Yellow Cat . Why are you posting about your parents splitting up? In your first post you hardly told us anything except you thought your parents were going to split up, and since then information hasn't been forfcoming. What do you want, sympathy? I mean, come on, you can't be realistically expecting anyone on here to do anything about it can you? For goodness sake, we don't even know why they're splitting up, not that it is of any significance to us anyway. I really can't be expected to care about something I know almost nothing about, and nor can anyone else. Either tell us what the heck is going on so that we can form an opinion if we've got nothing else to do at the time, or stop been an attention seaking sympathy hunter right?
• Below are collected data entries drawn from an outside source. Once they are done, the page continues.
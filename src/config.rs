//! Contact configuration: solution strategy, friction, redistribution and
//! ghosting policies.
//!
//! The parameter set is read-only once a strategy is constructed. Every enum
//! parses from the spellings used in input files.

use crate::contact_error::ContactError;
use serde::{Deserialize, Serialize};
use std::str::FromStr;

macro_rules! input_enum {
    ($(#[$meta:meta])* $name:ident, $kind:literal { $($variant:ident => [$($spelling:literal),+]),+ $(,)? }) => {
        $(#[$meta])*
        #[derive(Copy, Clone, Debug, PartialEq, Eq, Hash, Serialize, Deserialize)]
        #[serde(rename_all = "snake_case")]
        pub enum $name {
            $($variant),+
        }

        impl FromStr for $name {
            type Err = ContactError;

            fn from_str(s: &str) -> Result<Self, Self::Err> {
                match s.trim().to_ascii_lowercase().as_str() {
                    $($($spelling)|+ => Ok(Self::$variant),)+
                    _ => Err(ContactError::UnknownEnumValue {
                        kind: $kind,
                        value: s.to_string(),
                    }),
                }
            }
        }
    };
}

input_enum!(
    /// Algebra applied on top of D, M, gap and the active set.
    SolvingStrategy, "solving strategy" {
        LagrangeMultiplier => ["lagrange", "lagmult", "lagrange_multiplier"],
        Penalty => ["penalty"],
        Uzawa => ["uzawa"],
        AugmentedLagrange => ["augmented", "augmented_lagrange"],
    }
);

input_enum!(
    /// Whether multipliers are condensed out or kept in a saddle-point system.
    SystemType, "system type" {
        Condensed => ["condensed", "condensed_lagmult"],
        SaddlePoint => ["saddlepoint", "saddle_point"],
    }
);

input_enum!(
    FrictionType, "friction type" {
        None => ["none"],
        Stick => ["stick"],
        Tresca => ["tresca"],
        Coulomb => ["coulomb"],
    }
);

input_enum!(
    /// Gap and constraints in Cartesian components or in the normal frame.
    ConstraintDirection, "constraint direction" {
        Xyz => ["xyz"],
        Ntt => ["ntt"],
    }
);

input_enum!(
    ShapeFcn, "Lagrange multiplier shape functions" {
        Standard => ["standard"],
        Dual => ["dual"],
        PetrovGalerkin => ["petrovgalerkin", "petrov_galerkin"],
    }
);

input_enum!(
    /// Interpolation of multipliers on quadratic slave elements.
    LagMultQuad, "Lagrange multiplier interpolation" {
        Quad => ["quad", "quadratic"],
        Lin => ["lin", "linear"],
        Pwlin => ["pwlin", "piecewise_linear"],
        Const => ["const", "constant"],
    }
);

input_enum!(
    /// Structural time integration flavour.
    IntStrategy, "integration strategy" {
        Standard => ["standard"],
        Old => ["old"],
    }
);

input_enum!(
    EmOutput, "interface force output" {
        None => ["none", "no"],
        Screen => ["screen"],
        File => ["file"],
        Both => ["both", "screen_file"],
    }
);

input_enum!(
    /// When the ownership of contact entities is recomputed.
    ParallelRedist, "parallel redistribution policy" {
        None => ["none", "no"],
        Static => ["static"],
        Dynamic => ["dynamic"],
    }
);

input_enum!(
    /// How interfaces extend their ghosted (non-owned) entities.
    ExtendGhosting, "ghosting strategy" {
        RedundantAll => ["redundant_all", "redundantall"],
        RedundantMaster => ["redundant_master", "redundantmaster"],
        RoundRobin => ["roundrobin", "round_robin"],
        Binning => ["binning"],
    }
);

/// Parallel redistribution thresholds.
#[derive(Clone, Debug, PartialEq, Serialize, Deserialize)]
#[serde(default)]
pub struct ParallelRedistParams {
    pub redist: ParallelRedist,
    pub ghosting: ExtendGhosting,
    /// Rebalance when the averaged max/min evaluation time ratio reaches this.
    pub max_balance_eval_time: f64,
    /// Rebalance when the averaged element-unbalance indicator reaches this.
    pub max_balance_slave_eles: f64,
    /// Desired minimum number of close slave elements per process.
    pub min_ele_proc: usize,
    /// Use the redistribution path that rebuilds ghosting safely.
    pub safe_redistribute: bool,
}

impl Default for ParallelRedistParams {
    fn default() -> Self {
        Self {
            redist: ParallelRedist::Static,
            ghosting: ExtendGhosting::RedundantMaster,
            max_balance_eval_time: 2.0,
            max_balance_slave_eles: 0.5,
            min_ele_proc: 0,
            safe_redistribute: true,
        }
    }
}

/// Contact parameters shared by the strategy and its interfaces.
#[derive(Clone, Debug, PartialEq, Serialize, Deserialize)]
#[serde(default)]
pub struct ContactParams {
    pub strategy: SolvingStrategy,
    pub system: SystemType,
    pub friction: FrictionType,
    /// Coulomb coefficient.
    pub friction_coeff: f64,
    /// Tresca bound.
    pub friction_bound: f64,
    pub constraint_directions: ConstraintDirection,
    pub shape_fcn: ShapeFcn,
    pub lm_quad: LagMultQuad,
    pub int_strategy: IntStrategy,
    pub em_output: EmOutput,
    /// Seed the first active set from the initial gap.
    pub init_contact_by_gap: bool,
    pub init_contact_gap_value: f64,
    /// Restarting a run that had no contact before.
    pub restart_with_contact: bool,
    /// Slip increments are computed at Gauss points inside the interfaces.
    pub gp_slip_incr: bool,
    pub timing_details: bool,
    pub nonsmooth_geometries: bool,
    pub semi_smooth_cn: f64,
    pub semi_smooth_ct: f64,
    pub penalty_parameter: f64,
    pub penalty_parameter_tan: f64,
    pub dim: usize,
    /// Largest dof id of the structural problem.
    pub max_dof: u64,
    pub parallel: ParallelRedistParams,
}

impl Default for ContactParams {
    fn default() -> Self {
        Self {
            strategy: SolvingStrategy::Penalty,
            system: SystemType::Condensed,
            friction: FrictionType::None,
            friction_coeff: 0.0,
            friction_bound: 0.0,
            constraint_directions: ConstraintDirection::Ntt,
            shape_fcn: ShapeFcn::Standard,
            lm_quad: LagMultQuad::Quad,
            int_strategy: IntStrategy::Standard,
            em_output: EmOutput::None,
            init_contact_by_gap: false,
            init_contact_gap_value: 0.0,
            restart_with_contact: false,
            gp_slip_incr: false,
            timing_details: false,
            nonsmooth_geometries: false,
            semi_smooth_cn: 1.0,
            semi_smooth_ct: 1.0,
            penalty_parameter: 1.0e3,
            penalty_parameter_tan: 1.0e3,
            dim: 3,
            max_dof: 0,
            parallel: ParallelRedistParams::default(),
        }
    }
}

impl ContactParams {
    pub fn is_frictional(&self) -> bool {
        self.friction != FrictionType::None
    }

    /// Penalty-type algebra: no multiplier unknowns in the global system.
    pub fn is_penalty(&self) -> bool {
        matches!(
            self.strategy,
            SolvingStrategy::Penalty | SolvingStrategy::Uzawa
        )
    }

    pub fn uses_dual_shape(&self) -> bool {
        matches!(self.shape_fcn, ShapeFcn::Dual | ShapeFcn::PetrovGalerkin)
    }

    /// Reject values that no strategy can work with.
    pub fn validate(&self) -> Result<(), ContactError> {
        if !(self.dim == 2 || self.dim == 3) {
            return Err(ContactError::InvalidParameter {
                name: "dim",
                reason: format!("problem dimension must be 2 or 3, got {}", self.dim),
            });
        }
        let non_negative = [
            ("max_balance_eval_time", self.parallel.max_balance_eval_time),
            ("max_balance_slave_eles", self.parallel.max_balance_slave_eles),
            ("semi_smooth_cn", self.semi_smooth_cn),
            ("semi_smooth_ct", self.semi_smooth_ct),
            ("penalty_parameter", self.penalty_parameter),
            ("penalty_parameter_tan", self.penalty_parameter_tan),
            ("friction_coeff", self.friction_coeff),
            ("friction_bound", self.friction_bound),
        ];
        if let Some(&(name, v)) = non_negative.iter().find(|(_, v)| !(*v >= 0.0)) {
            return Err(ContactError::InvalidParameter {
                name,
                reason: format!("must be a non-negative number, got {v}"),
            });
        }
        if !self.init_contact_gap_value.is_finite() {
            return Err(ContactError::InvalidParameter {
                name: "init_contact_gap_value",
                reason: "must be finite".into(),
            });
        }
        Ok(())
    }
}

#[cfg(test)]
mod tests {
    use super::*;

    #[test]
    fn parses_input_spellings() {
        assert_eq!("dynamic".parse::<ParallelRedist>().unwrap(), ParallelRedist::Dynamic);
        assert_eq!(
            "redundant_all".parse::<ExtendGhosting>().unwrap(),
            ExtendGhosting::RedundantAll
        );
        assert_eq!("RoundRobin".parse::<ExtendGhosting>().unwrap(), ExtendGhosting::RoundRobin);
        assert_eq!("Coulomb".parse::<FrictionType>().unwrap(), FrictionType::Coulomb);
    }

    #[test]
    fn unknown_spelling_is_a_configuration_error() {
        let err = "hexagonal".parse::<ExtendGhosting>().unwrap_err();
        assert_eq!(err.class(), crate::contact_error::ErrorClass::Configuration);
        assert!(err.to_string().contains("ghosting strategy"));
    }

    #[test]
    fn validation_rejects_bad_dimension_and_thresholds() {
        let mut p = ContactParams::default();
        assert!(p.validate().is_ok());
        p.dim = 4;
        assert!(p.validate().is_err());
        p.dim = 2;
        p.parallel.max_balance_eval_time = -1.0;
        assert!(matches!(
            p.validate(),
            Err(ContactError::InvalidParameter { name: "max_balance_eval_time", .. })
        ));
    }
}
Post 31 by yellowcat (Zone BBS Addict) on Saturday, 04-Feb-2006 15:55:39

Ok I’m still very new to this - and if my post has been inappropriate - then sincere apologies to everyone.
As for what is happening - part of the problem is I don’t really know, so I can’t post information which I don’t YET have. However, the wide ranging and supportive replies I have received - have helped me enormously. In fact I am already acting on some of these helpful and thoughtful suggestions.
Lastly, posting on the Boards in the Lets Talk section - gave me a safe (and non destructive) way of expressing my feelings of hurt and confusion, in this messy but ultimately commonplace family situation.
I’m not a TV show and this isn’t for your entertainment - if you don’t like it no one is making you read it - are they?

Post 32 by dissonance (Help me, I'm stuck to my chair!) on Saturday, 04-Feb-2006 17:31:35

I wish you luck, just remember that it may be for the better even if it doesn't seem that way right now.

Post 33 by Goblin (I have proven to myself and the world that I need mental help) on Tuesday, 07-Feb-2006 9:17:31

Good luck pal and we don't mind. take care.

Post 34 by Inesle1987 (Account disabled) on Tuesday, 07-Feb-2006 14:48:31

Wayne, I'm sorry to contradict you again but since when are people not allowed to vent and show their feelings on here? And, yes, you somethimes need sympathy. Is that a bad thing? Should peoplc be ashamed because of that?

Post 35 by Goblin (I have proven to myself and the world that I need mental help) on Friday, 10-Feb-2006 9:05:12

Insele was the lecture really necessary? where is your christian compassion hmm?

Post 36 by Inesle1987 (Account disabled) on Friday, 10-Feb-2006 9:19:27

Did I say anything anti-christian? Why should people be ashamed to show their feelings to others? This is what I mean. I mean if oyu are sad because of something, the last thing you need is someone who says you should not post this here. That is just not right.

Post 37 by Goblin (I have proven to myself and the world that I need mental help) on Monday, 20-Feb-2006 9:09:35

I was referring to your attitude and you of all people,should understand how people can lash out when they are hurting.

Post 38 by bozmagic (The rottie's your best friend if you want him/her to be, lol.) on Tuesday, 14-Mar-2006 18:45:59

My parents both split when I was 18 months old. I think my dad couldn't cope with my special needs and hospitals all the time because of a motorbike accident he had before my parents met. It was horrible. We didn't go out much, I hit the Terrible Twos six months early and sort of carried on the tantrums for some time after that. I even met my dad's new partner who later gave him two sons and me two half-brothers. I didn't like her very much and I still think my dad's a loser to this day because he ran away from me, his small daughter because of the way I was and the way I will always be, totally blind.